> _WHAT TO DO_
Set down all of the data exactly as it appears.

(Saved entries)

------------------------------------------------

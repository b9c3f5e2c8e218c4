//! Outputs of the behavior analysis: the recipient's gift persona and the
//! model-ranked recommendation list.

use std::fmt;

use serde::{Deserialize, Deserializer, Serialize, Serializer};

/// Score used when the model omits `matchScore` or sends something that is
/// not a number.
pub const DEFAULT_MATCH_SCORE: u8 = 85;

/// Category used when the model omits one.
pub const DEFAULT_CATEGORY: &str = "OTHER";

/// Name used when the model omits `giftName`.
pub const DEFAULT_GIFT_NAME: &str = "ของขวัญที่แนะนำ";

/// Reasoning string returned when the model reply could not be interpreted.
pub const UNPARSEABLE_REASONING: &str = "Unable to parse AI response";

// ---------------------------------------------------------------------------
// Persona
// ---------------------------------------------------------------------------

/// Gift persona classes the model is asked to choose from.
///
/// Unrecognised values from the model are folded into [`PersonaType::Practical`]
/// so callers only ever see one of these four.
#[derive(Debug, Clone, Copy, Default, PartialEq, Eq, Hash)]
pub enum PersonaType {
    Experiencer,
    #[default]
    Practical,
    Luxury,
    Sentimental,
}

impl PersonaType {
    pub const ALL: [PersonaType; 4] = [
        PersonaType::Experiencer,
        PersonaType::Practical,
        PersonaType::Luxury,
        PersonaType::Sentimental,
    ];

    pub fn as_str(&self) -> &'static str {
        match self {
            Self::Experiencer => "experiencer",
            Self::Practical => "practical",
            Self::Luxury => "luxury",
            Self::Sentimental => "sentimental",
        }
    }

    /// Case-insensitive lookup.
    pub fn parse(value: &str) -> Option<Self> {
        let value = value.trim();
        Self::ALL
            .into_iter()
            .find(|t| t.as_str().eq_ignore_ascii_case(value))
    }
}

impl fmt::Display for PersonaType {
    fn fmt(&self, f: &mut fmt::Formatter<'_>) -> fmt::Result {
        f.write_str(self.as_str())
    }
}

impl Serialize for PersonaType {
    fn serialize<S: Serializer>(&self, serializer: S) -> Result<S::Ok, S::Error> {
        serializer.serialize_str(self.as_str())
    }
}

impl<'de> Deserialize<'de> for PersonaType {
    fn deserialize<D: Deserializer<'de>>(deserializer: D) -> Result<Self, D::Error> {
        let raw = String::deserialize(deserializer)?;
        Ok(Self::parse(&raw).unwrap_or_default())
    }
}

/// The recipient's gift personality as classified by the model.
#[derive(Debug, Clone, PartialEq, Eq, Serialize, Deserialize)]
pub struct PersonaResult {
    #[serde(rename = "type", default)]
    pub persona_type: PersonaType,
    #[serde(default)]
    pub name: String,
    #[serde(default)]
    pub description: String,
    #[serde(default)]
    pub traits: Vec<String>,
}

impl PersonaResult {
    /// The persona reported when the model reply is unusable.
    pub fn fallback() -> Self {
        Self {
            persona_type: PersonaType::Practical,
            name: "สาย Practical".to_string(),
            description: "ชอบของขวัญที่ใช้งานได้จริง".to_string(),
            traits: vec!["practical".to_string(), "quality-focused".to_string()],
        }
    }
}

// ---------------------------------------------------------------------------
// Recommendations
// ---------------------------------------------------------------------------

/// One suggested gift. The list order is the model's own ranking.
#[derive(Debug, Clone, PartialEq, Eq, Serialize, Deserialize)]
#[serde(rename_all = "camelCase")]
pub struct RecommendationItem {
    pub gift_name: String,
    pub description: String,
    pub category: String,
    pub price_range: String,
    /// Always within `0..=100`.
    pub match_score: u8,
    pub reasons: Vec<String>,
}

/// Persona, ranked recommendations and the model's overall reasoning, always
/// produced together from a single model reply.
#[derive(Debug, Clone, PartialEq, Eq, Serialize, Deserialize)]
pub struct AnalysisResult {
    pub persona: PersonaResult,
    pub recommendations: Vec<RecommendationItem>,
    pub reasoning: String,
}

impl AnalysisResult {
    /// Fixed result substituted when the reply cannot be parsed.
    pub fn fallback() -> Self {
        Self {
            persona: PersonaResult::fallback(),
            recommendations: Vec::new(),
            reasoning: UNPARSEABLE_REASONING.to_string(),
        }
    }

    pub fn is_fallback(&self) -> bool {
        *self == Self::fallback()
    }
}

// ---------------------------------------------------------------------------
// Gift selection for card messages
// ---------------------------------------------------------------------------

/// The gift a card message should reference. Every part is optional.
#[derive(Debug, Clone, Default, PartialEq, Eq, Serialize, Deserialize)]
#[serde(default)]
pub struct GiftSelection {
    pub name: Option<String>,
    pub description: Option<String>,
    pub reasons: Vec<String>,
}

impl GiftSelection {
    pub fn is_empty(&self) -> bool {
        self.name.is_none() && self.description.is_none() && self.reasons.is_empty()
    }
}

impl From<&RecommendationItem> for GiftSelection {
    fn from(item: &RecommendationItem) -> Self {
        Self {
            name: Some(item.gift_name.clone()),
            description: (!item.description.is_empty()).then(|| item.description.clone()),
            reasons: item.reasons.clone(),
        }
    }
}
//! HTTP server for the recommendation pipeline.
//!
//! # Endpoints
//!
//! - `GET  /health`            — Liveness probe
//! - `POST /api/ai/openrouter` — Questions, analysis, card messages, raw chat
//! - `GET  /api/ai/openrouter` — Available models

pub mod routes;

pub use routes::{app_router, status_for, AppState};
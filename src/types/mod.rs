//! Domain types shared by the prompt builder, the response interpreter and
//! the orchestrator.

pub mod analysis;
pub mod recipient;

pub use analysis::{AnalysisResult, GiftSelection, PersonaResult, PersonaType, RecommendationItem};
pub use recipient::{
    AnswerSet, AnswerValue, Budget, CatalogGift, QuestionFramework, RecipientProfile, Tone,
};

------------------------------------------------

> _SOLUTION FOR THIS TASK_
repository b9c3f5e2c8e218c4
//! Outputs of the behavior analysis: the recipient's gift persona and the
//! model-ranked recommendation list.

use std::fmt;

use serde::{Deserialize, Deserializer, Serialize, Serializer};

/// Score used when the model omits `matchScore` or sends something that is
/// not a number.
pub const DEFAULT_MATCH_SCORE: u8 = 85;

/// Category used when the model omits one.
pub const DEFAULT_CATEGORY: &str = "OTHER";

/// Name used when the model omits `giftName`.
pub const DEFAULT_GIFT_NAME: &str = "ของขวัญที่แนะนำ";

/// Reasoning string returned when the model reply could not be interpreted.
pub const UNPARSEABLE_REASONING: &str = "Unable to parse AI response";

// ---------------------------------------------------------------------------
// Persona
// ---------------------------------------------------------------------------

/// Gift persona classes the model is asked to choose from.
///
/// Unrecognised values from the model are folded into [`PersonaType::Practical`]
/// so callers only ever see one of these four.
#[derive(Debug, Clone, Copy, Default, PartialEq, Eq, Hash)]
pub enum PersonaType {
    Experiencer,
    #[default]
    Practical,
    Luxury,
    Sentimental,
}

impl PersonaType {
    pub const ALL: [PersonaType; 4] = [
        PersonaType::Experiencer,
        PersonaType::Practical,
        PersonaType::Luxury,
        PersonaType::Sentimental,
    ];

    pub fn as_str(&self) -> &'static str {
        match self {
            Self::Experiencer => "experiencer",
            Self::Practical => "practical",
            Self::Luxury => "luxury",
            Self::Sentimental => "sentimental",
        }
    }

    /// Case-insensitive lookup.
    pub fn parse(value: &str) -> Option<Self> {
        let value = value.trim();
        Self::ALL
            .into_iter()
            .find(|t| t.as_str().eq_ignore_ascii_case(value))
    }
}

impl fmt::Display for PersonaType {
    fn fmt(&self, f: &mut fmt::Formatter<'_>) -> fmt::Result {
        f.write_str(self.as_str())
    }
}

impl Serialize for PersonaType {
    fn serialize<S: Serializer>(&self, serializer: S) -> Result<S::Ok, S::Error> {
        serializer.serialize_str(self.as_str())
    }
}

impl<'de> Deserialize<'de> for PersonaType {
    fn deserialize<D: Deserializer<'de>>(deserializer: D) -> Result<Self, D::Error> {
        let raw = String::deserialize(deserializer)?;
        Ok(Self::parse(&raw).unwrap_or_default())
    }
}

/// The recipient's gift personality as classified by the model.
#[derive(Debug, Clone, PartialEq, Eq, Serialize, Deserialize)]
pub struct PersonaResult {
    #[serde(rename = "type", default)]
    pub persona_type: PersonaType,
    #[serde(default)]
    pub name: String,
    #[serde(default)]
    pub description: String,
    #[serde(default)]
    pub traits: Vec<String>,
}

impl PersonaResult {
    /// The persona reported when the model reply is unusable.
    pub fn fallback() -> Self {
        Self {
            persona_type: PersonaType::Practical,
            name: "สาย Practical".to_string(),
            description: "ชอบของขวัญที่ใช้งานได้จริง".to_string(),
            traits: vec!["practical".to_string(), "quality-focused".to_string()],
        }
    }
}

// ---------------------------------------------------------------------------
// Recommendations
// ---------------------------------------------------------------------------

/// One suggested gift. The list order is the model's own ranking.
#[derive(Debug, Clone, PartialEq, Eq, Serialize, Deserialize)]
#[serde(rename_all = "camelCase")]
pub struct RecommendationItem {
    pub gift_name: String,
    pub description: String,
    pub category: String,
    pub price_range: String,
    /// Always within `0..=100`.
    pub match_score: u8,
    pub reasons: Vec<String>,
}

/// Persona, ranked recommendations and the model's overall reasoning, always
/// produced together from a single model reply.
#[derive(Debug, Clone, PartialEq, Eq, Serialize, Deserialize)]
pub struct AnalysisResult {
    pub persona: PersonaResult,
    pub recommendations: Vec<RecommendationItem>,
    pub reasoning: String,
}

impl AnalysisResult {
    /// Fixed result substituted when the reply cannot be parsed.
    pub fn fallback() -> Self {
        Self {
            persona: PersonaResult::fallback(),
            recommendations: Vec::new(),
            reasoning: UNPARSEABLE_REASONING.to_string(),
        }
    }

    pub fn is_fallback(&self) -> bool {
        *self == Self::fallback()
    }
}

// ---------------------------------------------------------------------------
// Gift selection for card messages
// ---------------------------------------------------------------------------

/// The gift a card message should reference. Every part is optional.
#[derive(Debug, Clone, Default, PartialEq, Eq, Serialize, Deserialize)]
#[serde(default)]
pub struct GiftSelection {
    pub name: Option<String>,
    pub description: Option<String>,
    pub reasons: Vec<String>,
}

impl GiftSelection {
    pub fn is_empty(&self) -> bool {
        self.name.is_none() && self.description.is_none() && self.reasons.is_empty()
    }
}

impl From<&RecommendationItem> for GiftSelection {
    fn from(item: &RecommendationItem) -> Self {
        Self {
            name: Some(item.gift_name.clone()),
            description: (!item.description.is_empty()).then(|| item.description.clone()),
            reasons: item.reasons.clone(),
        }
    }
}
//! HTTP server for the recommendation pipeline.
//!
//! # Endpoints
//!
//! - `GET  /health`            — Liveness probe
//! - `POST /api/ai/openrouter` — Questions, analysis, card messages, raw chat
//! - `GET  /api/ai/openrouter` — Available models

pub mod routes;

pub use routes::{app_router, status_for, AppState};
filename src/types/mod.rs
//! Domain types shared by the prompt builder, the response interpreter and
//! the orchestrator.

pub mod analysis;
pub mod recipient;

pub use analysis::{AnalysisResult, GiftSelection, PersonaResult, PersonaType, RecommendationItem};
pub use recipient::{
    AnswerSet, AnswerValue, Budget, CatalogGift, QuestionFramework, RecipientProfile, Tone,
};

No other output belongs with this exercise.